Letter: Misreading the smoke signals
On Friday, Aug. 23, one of the "marijuana eradication" checks the Mathews Sheriff’s Office conducted with assistance from Virginia State Police and helicopters took place on my property in Onemo. Apparently, my grandson’s wigwam attracted a lot of attention. Since I was working in a post office out of the county that day, I wasn’t available to welcome folks that, under normal circumstances, I would have proudly explained the purpose of the wigwam and the "uncustomary gardening" that sparked their interest. Attempts to speak with MASO officials having failed, I would like to share that purpose with anyone, particularly those Onemo residents who endured the disturbance of our normally quiet neighborhood, who might still harbor questions about the presence of a wigwam in the woods of my 10-acre property.
Grandson is the president of the Primitive Technology Club at the university he attends. This summer, he decided to "live off the land" as his ancestors did. He is proud of his Native American blood and dances at powwows to share that heritage, thus, the wigwam for shelter and the growing of a garden. Unfortunately, as the summer heated up, his desire to live primitively conflicted with his running regimen of an average 60 miles per week. He is the captain of his school’s cross country team and a scholarship recipient. By the end of the summer, his garden was overgrown and the wigwam barely used. None of us, his mother included, were aware of how suspicious his summer project might look from above the tree line.

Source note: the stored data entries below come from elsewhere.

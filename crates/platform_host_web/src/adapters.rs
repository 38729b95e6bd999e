use platform_host::{CapabilityProbe, KeyValueStore, MemoryKeyValueStore, StorageError};

use crate::{WebStorage, WebStorageKind};

#[allow(dead_code)]
#[derive(Debug, Clone, Copy, PartialEq, Eq)]
/// Compile-time selected host strategy for `platform_host_web` adapters.
pub enum HostStrategy {
    /// Browser-backed adapters (`localStorage`, `sessionStorage`).
    Browser,
    /// Thread-local in-memory stores, for tests and server-side rendering.
    MemoryStub,
}

/// Returns the compile-time selected host strategy for the active build.
pub const fn selected_host_strategy() -> HostStrategy {
    #[cfg(feature = "host-memory-stub")]
    {
        HostStrategy::MemoryStub
    }

    #[cfg(not(feature = "host-memory-stub"))]
    {
        HostStrategy::Browser
    }
}

/// Returns the selected host strategy as a stable string token.
pub fn host_strategy_name() -> &'static str {
    match selected_host_strategy() {
        HostStrategy::Browser => "browser",
        HostStrategy::MemoryStub => "memory-stub",
    }
}

/// Adapter enum that erases the concrete key/value backend behind [`KeyValueStore`].
#[derive(Debug, Clone)]
pub enum KeyValueStoreAdapter {
    /// Browser Web Storage area.
    Browser(WebStorage),
    /// Process-local in-memory store.
    MemoryStub(MemoryKeyValueStore),
}

impl KeyValueStore for KeyValueStoreAdapter {
    fn get_item(&self, key: &str) -> Result<Option<String>, StorageError> {
        match self {
            Self::Browser(store) => store.get_item(key),
            Self::MemoryStub(store) => store.get_item(key),
        }
    }

    fn set_item(&self, key: &str, value: &str) -> Result<(), StorageError> {
        match self {
            Self::Browser(store) => store.set_item(key, value),
            Self::MemoryStub(store) => store.set_item(key, value),
        }
    }
}

static LOCAL_STORAGE_ACCESS: CapabilityProbe = CapabilityProbe::new();
static SESSION_STORAGE_ACCESS: CapabilityProbe = CapabilityProbe::new();

thread_local! {
    static MEMORY_LOCAL_STORAGE: MemoryKeyValueStore = MemoryKeyValueStore::default();
    static MEMORY_SESSION_STORAGE: MemoryKeyValueStore = MemoryKeyValueStore::default();
}

/// Returns `true` when the storage area is reachable. Probed once per process.
pub fn can_access_storage(kind: WebStorageKind) -> bool {
    match selected_host_strategy() {
        HostStrategy::Browser => {
            let (probe, store) = match kind {
                WebStorageKind::Local => (&LOCAL_STORAGE_ACCESS, WebStorage::local()),
                WebStorageKind::Session => (&SESSION_STORAGE_ACCESS, WebStorage::session()),
            };
            probe.get_or_probe(|| store.is_accessible())
        }
        HostStrategy::MemoryStub => true,
    }
}

/// Builds the store for `kind`, or `None` when the area cannot be accessed.
pub fn web_storage(kind: WebStorageKind) -> Option<KeyValueStoreAdapter> {
    if !can_access_storage(kind) {
        return None;
    }
    let adapter = match selected_host_strategy() {
        HostStrategy::Browser => KeyValueStoreAdapter::Browser(match kind {
            WebStorageKind::Local => WebStorage::local(),
            WebStorageKind::Session => WebStorage::session(),
        }),
        HostStrategy::MemoryStub => KeyValueStoreAdapter::MemoryStub(match kind {
            WebStorageKind::Local => MEMORY_LOCAL_STORAGE.with(Clone::clone),
            WebStorageKind::Session => MEMORY_SESSION_STORAGE.with(Clone::clone),
        }),
    };
    Some(adapter)
}

/// Builds the durable (`localStorage`) store for the selected host strategy.
pub fn local_storage() -> Option<KeyValueStoreAdapter> {
    web_storage(WebStorageKind::Local)
}

/// Builds the tab-session (`sessionStorage`) store for the selected host strategy.
pub fn session_storage() -> Option<KeyValueStoreAdapter> {
    web_storage(WebStorageKind::Session)
}
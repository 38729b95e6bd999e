//! Geolocation hook.

use leptos::*;
use platform_host::{GeolocationError, GeolocationOptions, GeolocationPosition};
use platform_host_web::managed_geolocation_watch;

use crate::subscription::use_reactive_subscription;

/// Latest reading of a geolocation watch.
pub type GeolocationReading = Option<Result<GeolocationPosition, GeolocationError>>;

/// Watches the device position while the owning scope is alive.
///
/// The signal is `None` until the first fix or failure arrives, which never happens without a
/// DOM. When reactive `options` change, the running watch is cleared before a new one starts.
/// Failures, including a missing geolocation facility, are logged and surfaced as `Some(Err(_))`.
pub fn use_geolocation(
    options: impl Into<MaybeSignal<GeolocationOptions>>,
) -> Signal<GeolocationReading> {
    let (reading, set_reading) = create_signal(None);
    let options = options.into();

    use_reactive_subscription(
        MaybeSignal::derive(move || Some(options.get())),
        move |options: GeolocationOptions| {
            let report = move |err: GeolocationError| {
                logging::warn!("geolocation watch failed: {err}");
                set_reading.set(Some(Err(err)));
            };
            managed_geolocation_watch(
                move |position| set_reading.set(Some(Ok(position))),
                report,
                options,
            )
            .map_err(report)
            .ok()
        },
    );

    reading.into()
}

#[cfg(all(test, not(target_arch = "wasm32")))]
mod tests {
    use std::time::Duration;

    use pretty_assertions::assert_eq;

    use super::*;

    #[test]
    fn without_dom_never_reports_a_reading() {
        let _ = create_runtime();
        let position = use_geolocation(GeolocationOptions::default());
        assert_eq!(position.get_untracked(), None);
    }

    #[test]
    fn changing_options_without_dom_stays_empty() {
        let _ = create_runtime();
        let (options, set_options) = create_signal(GeolocationOptions::default());

        let position = use_geolocation(options);
        set_options.set(GeolocationOptions {
            enable_high_accuracy: true,
            maximum_age: Some(Duration::from_secs(30)),
            timeout: Some(Duration::from_secs(5)),
        });

        assert_eq!(position.get_untracked(), None);
    }
}
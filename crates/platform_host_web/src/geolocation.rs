//! `navigator.geolocation` position watches returned as [`Teardown`] handles.

use platform_host::{GeolocationError, GeolocationOptions, GeolocationPosition, Teardown};

/// Watches the device position until the returned handle runs.
///
/// `on_position` receives every fix and `on_error` every failure the browser reports for the
/// watch. On non-wasm targets nothing is watched and a no-op handle is returned.
///
/// # Errors
///
/// Returns an [`Unsupported`](platform_host::GeolocationErrorCode::Unsupported) error when no
/// window or geolocation facility exists, or when `watchPosition` throws.
pub fn managed_geolocation_watch(
    on_position: impl FnMut(GeolocationPosition) + 'static,
    on_error: impl FnMut(GeolocationError) + 'static,
    options: GeolocationOptions,
) -> Result<Teardown, GeolocationError> {
    #[cfg(target_arch = "wasm32")]
    {
        use platform_host::GeolocationErrorCode;
        use wasm_bindgen::{closure::Closure, JsCast};

        let geolocation = web_sys::window()
            .ok_or_else(|| GeolocationError::unsupported("window unavailable"))?
            .navigator()
            .geolocation()
            .map_err(|e| GeolocationError::unsupported(format!("{e:?}")))?;

        let mut on_position = on_position;
        let success = Closure::<dyn FnMut(web_sys::Position)>::wrap(Box::new(
            move |position: web_sys::Position| on_position(read_position(&position)),
        ));
        let mut on_error = on_error;
        let failure = Closure::<dyn FnMut(web_sys::PositionError)>::wrap(Box::new(
            move |err: web_sys::PositionError| {
                on_error(GeolocationError::new(
                    GeolocationErrorCode::from_code(err.code()),
                    err.message(),
                ));
            },
        ));

        let js_options = web_sys::PositionOptions::new();
        js_options.set_enable_high_accuracy(options.enable_high_accuracy);
        if let Some(maximum_age) = options.maximum_age {
            js_options.set_maximum_age(u32::try_from(maximum_age.as_millis()).unwrap_or(u32::MAX));
        }
        if let Some(timeout) = options.timeout {
            js_options.set_timeout(u32::try_from(timeout.as_millis()).unwrap_or(u32::MAX));
        }

        let watch_id = geolocation
            .watch_position_with_error_callback_and_options(
                success.as_ref().unchecked_ref(),
                Some(failure.as_ref().unchecked_ref()),
                &js_options,
            )
            .map_err(|e| GeolocationError::unsupported(format!("watchPosition failed: {e:?}")))?;

        Ok(Teardown::new(move || {
            geolocation.clear_watch(watch_id);
            drop((success, failure));
        }))
    }

    #[cfg(not(target_arch = "wasm32"))]
    {
        let _ = (on_position, on_error, options);
        Ok(Teardown::noop())
    }
}

#[cfg(target_arch = "wasm32")]
fn read_position(position: &web_sys::Position) -> GeolocationPosition {
    let coords = position.coords();
    GeolocationPosition {
        latitude: coords.latitude(),
        longitude: coords.longitude(),
        accuracy: coords.accuracy(),
        altitude: coords.altitude(),
        altitude_accuracy: coords.altitude_accuracy(),
        heading: coords.heading(),
        speed: coords.speed(),
        timestamp: position.timestamp(),
    }
}

#[cfg(all(test, not(target_arch = "wasm32")))]
mod tests {
    use std::{cell::Cell, rc::Rc};

    use super::*;

    #[test]
    fn native_watch_is_inert() {
        let fired = Rc::new(Cell::new(false));
        let on_fix = fired.clone();
        let on_failure = fired.clone();

        let watch = managed_geolocation_watch(
            move |_| on_fix.set(true),
            move |_| on_failure.set(true),
            GeolocationOptions::default(),
        )
        .expect("watch");
        watch.run();

        assert!(!fired.get());
    }
}
//! Log output for the `fanout` binary.
//!
//! Events from the `fanout` library (run phases, worker start/stop, producer
//! progress) are printed to stderr through `tracing_subscriber::fmt`, leaving
//! stdout for the report itself. Verbosity follows `RUST_LOG` and defaults to
//! `warn`:
//!
//! ```bash
//! RUST_LOG=fanout=debug fanout --input moby-dick.txt --workers 8
//! ```

use tracing_subscriber::{EnvFilter, layer::SubscriberExt, util::SubscriberInitExt};

pub fn init_telemetry() -> anyhow::Result<()> {
    tracing_subscriber::registry()
        .with(EnvFilter::try_from_default_env().unwrap_or_else(|_| "warn".into()))
        .with(
            tracing_subscriber::fmt::layer()
                .with_writer(std::io::stderr)
                .with_thread_ids(true)
                .with_line_number(true)
                .with_target(false)
                .with_timer(tracing_subscriber::fmt::time::ChronoLocal::rfc_3339())
                .with_file(true),
        )
        .try_init()?;

    Ok(())
}
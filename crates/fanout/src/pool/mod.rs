//! Worker pool: task spawning, the per-worker loop and the completion barrier.
//!
//! ## Structure
//!
//! - [`manager`] - [`WorkerPool`], spawning and joining workers.
//! - [`worker`] - The loop each worker runs.

pub mod manager;
pub mod worker;

pub use manager::{PoolOutcome, WorkerFailure, WorkerPool};
pub use worker::{WorkerExit, WorkerSummary};
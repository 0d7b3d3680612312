#![doc = include_str!("../README.md")]

mod cli;

use anyhow::Context;
use clap::Parser;
use cli::config::{CliArgs, CliConfig};
use cli::output::render;
use cli::telemetry::init_telemetry;
use fanout::{Contains, Coordinator, FileSource};
use tokio::signal;
use tokio_util::sync::CancellationToken;

#[global_allocator]
static GLOBAL: mimalloc::MiMalloc = mimalloc::MiMalloc;

#[tokio::main]
async fn main() -> anyhow::Result<()> {
    // Load from .env
    let _ = dotenvy::dotenv();
    let args = CliArgs::parse();
    let config = CliConfig::try_from(args)?;

    init_telemetry()?;
    log_startup_info(&config);

    let coordinator = Coordinator::new(config.pool.clone())?;
    let signals = tokio::spawn(shutdown_signal(coordinator.cancellation_token()));

    let source = FileSource::new(&config.input);
    let filter = Contains::new(config.pattern.as_str()).ignore_case(config.ignore_case);
    let result = coordinator.execute(source, filter).await;
    signals.abort();

    let report =
        result.with_context(|| format!("failed to process {}", config.input.display()))?;

    println!("{}", render(&report, config.format)?);

    if report.is_cancelled() {
        eprintln!(
            "Run cancelled: the count covers only the {} items processed before cancellation",
            report.processed
        );
    }
    for failure in &report.failures {
        eprintln!(
            "Worker {} failed and was not replaced: {}",
            failure.worker_id, failure.message
        );
    }

    Ok(())
}

fn log_startup_info(config: &CliConfig) {
    if cfg!(debug_assertions) {
        tracing::info!("Starting run with full config: {:#?}", config);
    } else {
        tracing::info!(
            "Starting run over {} with {} workers",
            config.input.display(),
            config.pool.workers
        );
    }
}

async fn shutdown_signal(token: CancellationToken) {
    #[cfg(unix)]
    let terminate = async {
        signal::unix::signal(signal::unix::SignalKind::terminate())
            .expect("failed to install signal handler")
            .recv()
            .await;
    };

    #[cfg(not(unix))]
    let terminate = std::future::pending::<()>();

    let ctrl_c = async {
        signal::ctrl_c()
            .await
            .expect("failed to install Ctrl+C handler");
    };

    tokio::select! {
        () = ctrl_c => tracing::info!("Received Ctrl+C signal"),
        () = terminate => tracing::info!("Received SIGTERM signal"),
    }

    tracing::info!("Cancelling run...");
    token.cancel();
}
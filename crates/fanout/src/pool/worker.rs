use crate::{Filter, HandoffReceiver, Received, SimulatedWork, TallyHandle};
use rand::rngs::SmallRng;
use std::sync::Arc;
use tokio_util::sync::CancellationToken;

/// Why a worker stopped.
#[derive(Clone, Copy, Debug, PartialEq, Eq)]
#[cfg_attr(feature = "serde", derive(serde::Serialize, serde::Deserialize))]
#[cfg_attr(feature = "serde", serde(rename_all = "lowercase"))]
pub enum WorkerExit {
    /// The channel was closed and fully drained.
    Drained,
    /// The run was cancelled; buffered items were left unprocessed.
    Cancelled,
}

/// What a single worker did before it stopped.
#[derive(Clone, Copy, Debug, PartialEq, Eq)]
#[cfg_attr(feature = "serde", derive(serde::Serialize, serde::Deserialize))]
pub struct WorkerSummary {
    pub worker_id: usize,
    /// Items received and evaluated.
    pub processed: u64,
    /// Items that satisfied the filter.
    pub matched: u64,
    pub exit: WorkerExit,
}

/// Everything a worker task owns.
pub(crate) struct Worker {
    pub(crate) id: usize,
    pub(crate) rx: HandoffReceiver,
    pub(crate) filter: Arc<dyn Filter>,
    pub(crate) tally: TallyHandle,
    pub(crate) work: SimulatedWork,
    pub(crate) rng: SmallRng,
    pub(crate) token: CancellationToken,
}

enum Step {
    Next(Received),
    Cancelled,
}

/// Worker task: pulls items until end-of-stream or cancellation.
///
/// Each received item is evaluated against the filter; a match is recorded in
/// the tally before the simulated-work hook runs, so a match whose delay is
/// interrupted by cancellation still counts. Cancellation is checked ahead of
/// every receive, which means a cancelled worker leaves any buffered items
/// untouched.
pub(crate) async fn worker_loop(worker: Worker) -> WorkerSummary {
    let Worker {
        id,
        rx,
        filter,
        mut tally,
        work,
        mut rng,
        token,
    } = worker;

    #[cfg(feature = "tracing")]
    tracing::trace!("Worker {id} started");

    let mut processed = 0;
    let mut matched = 0;

    let exit = loop {
        let step = tokio::select! {
            biased;
            () = token.cancelled() => Step::Cancelled,
            received = rx.recv() => Step::Next(received),
        };

        let item = match step {
            Step::Cancelled => break WorkerExit::Cancelled,
            Step::Next(Received::EndOfStream) => break WorkerExit::Drained,
            Step::Next(Received::Item(item)) => item,
        };

        processed += 1;
        if !filter.matches(&item) {
            continue;
        }

        matched += 1;
        tally.record();

        let interrupted = tokio::select! {
            biased;
            () = token.cancelled() => true,
            () = work.perform(&mut rng) => false,
        };
        if interrupted {
            break WorkerExit::Cancelled;
        }
    };

    tally.finish();

    #[cfg(feature = "tracing")]
    tracing::trace!("Worker {id} stopped ({exit:?}): processed={processed} matched={matched}");

    WorkerSummary {
        worker_id: id,
        processed,
        matched,
        exit,
    }
}

#[cfg(test)]
mod tests {
    use super::*;
    use crate::{Contains, Tally, TallyMode, handoff};

    fn worker(rx: HandoffReceiver, tally: &Tally, token: CancellationToken) -> Worker {
        Worker {
            id: 0,
            rx,
            filter: Arc::new(Contains::new("whal")),
            tally: tally.handle(),
            work: SimulatedWork::None,
            rng: SimulatedWork::worker_rng(Some(0), 0),
            token,
        }
    }

    #[tokio::test]
    async fn drains_until_end_of_stream() {
        let (tx, rx) = handoff::channel(8).unwrap();
        for word in ["whale", "ship", "whaling", "sea", "whal"] {
            tx.send(word.into()).await.unwrap();
        }
        tx.close();

        let tally = Tally::new(TallyMode::Merged);
        let summary = worker_loop(worker(rx, &tally, CancellationToken::new())).await;

        assert_eq!(summary.exit, WorkerExit::Drained);
        assert_eq!(summary.processed, 5);
        assert_eq!(summary.matched, 3);
        assert_eq!(tally.total(), 3);
    }

    #[tokio::test]
    async fn cancelled_worker_leaves_buffered_items() {
        let (tx, rx) = handoff::channel(8).unwrap();
        for word in ["whale", "whale", "whale"] {
            tx.send(word.into()).await.unwrap();
        }

        let token = CancellationToken::new();
        token.cancel();
        let tally = Tally::new(TallyMode::Atomic);
        let summary = worker_loop(worker(rx, &tally, token)).await;

        assert_eq!(summary.exit, WorkerExit::Cancelled);
        assert_eq!(summary.processed, 0);
        assert_eq!(tally.total(), 0);
        assert_eq!(tx.len(), 3);
    }

    #[tokio::test(start_paused = true)]
    async fn cancellation_interrupts_simulated_work() {
        let (tx, rx) = handoff::channel(8).unwrap();
        tx.send("whale".into()).await.unwrap();
        tx.send("whale".into()).await.unwrap();

        let token = CancellationToken::new();
        let tally = Tally::new(TallyMode::Locked);
        let mut w = worker(rx, &tally, token.clone());
        w.work = SimulatedWork::Fixed(core::time::Duration::from_secs(60));
        let handle = tokio::spawn(worker_loop(w));

        tokio::time::sleep(core::time::Duration::from_secs(1)).await;
        token.cancel();
        let summary = handle.await.unwrap();

        assert_eq!(summary.exit, WorkerExit::Cancelled);
        assert_eq!(summary.matched, 1);
        assert_eq!(tally.total(), 1);
    }
}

Apologies go to our neighbors for causing such a ruckus and a suggestion to my former colleagues at the sheriff’s office: Before you assume the worst about a wigwam builder, you might want to get to know them. They are a rare breed and generally speaking, worthy of interest and encouragement. If grandson hadn’t gone back to college two days prior to his wigwam being "busted," he would have been glad to show you the primitive hunting tools he had made. If they had been left in the wigwam, instead of me transporting them back to Farmville for his PrimTech Club, your search of my property might have been much more interesting. And, in case you are still wondering, those suspicious turtle shells were collected in their deceased state for use with powwow regalia, the mussel shells were the leftovers of a meal, and the large spearhead he had been chipping and forming probably will become an artifact one day. And, FYI, he is studying to be a law enforcement officer. But, there again, we all know even they aren’t above the law or suspicion nor, for that matter, common courtesy.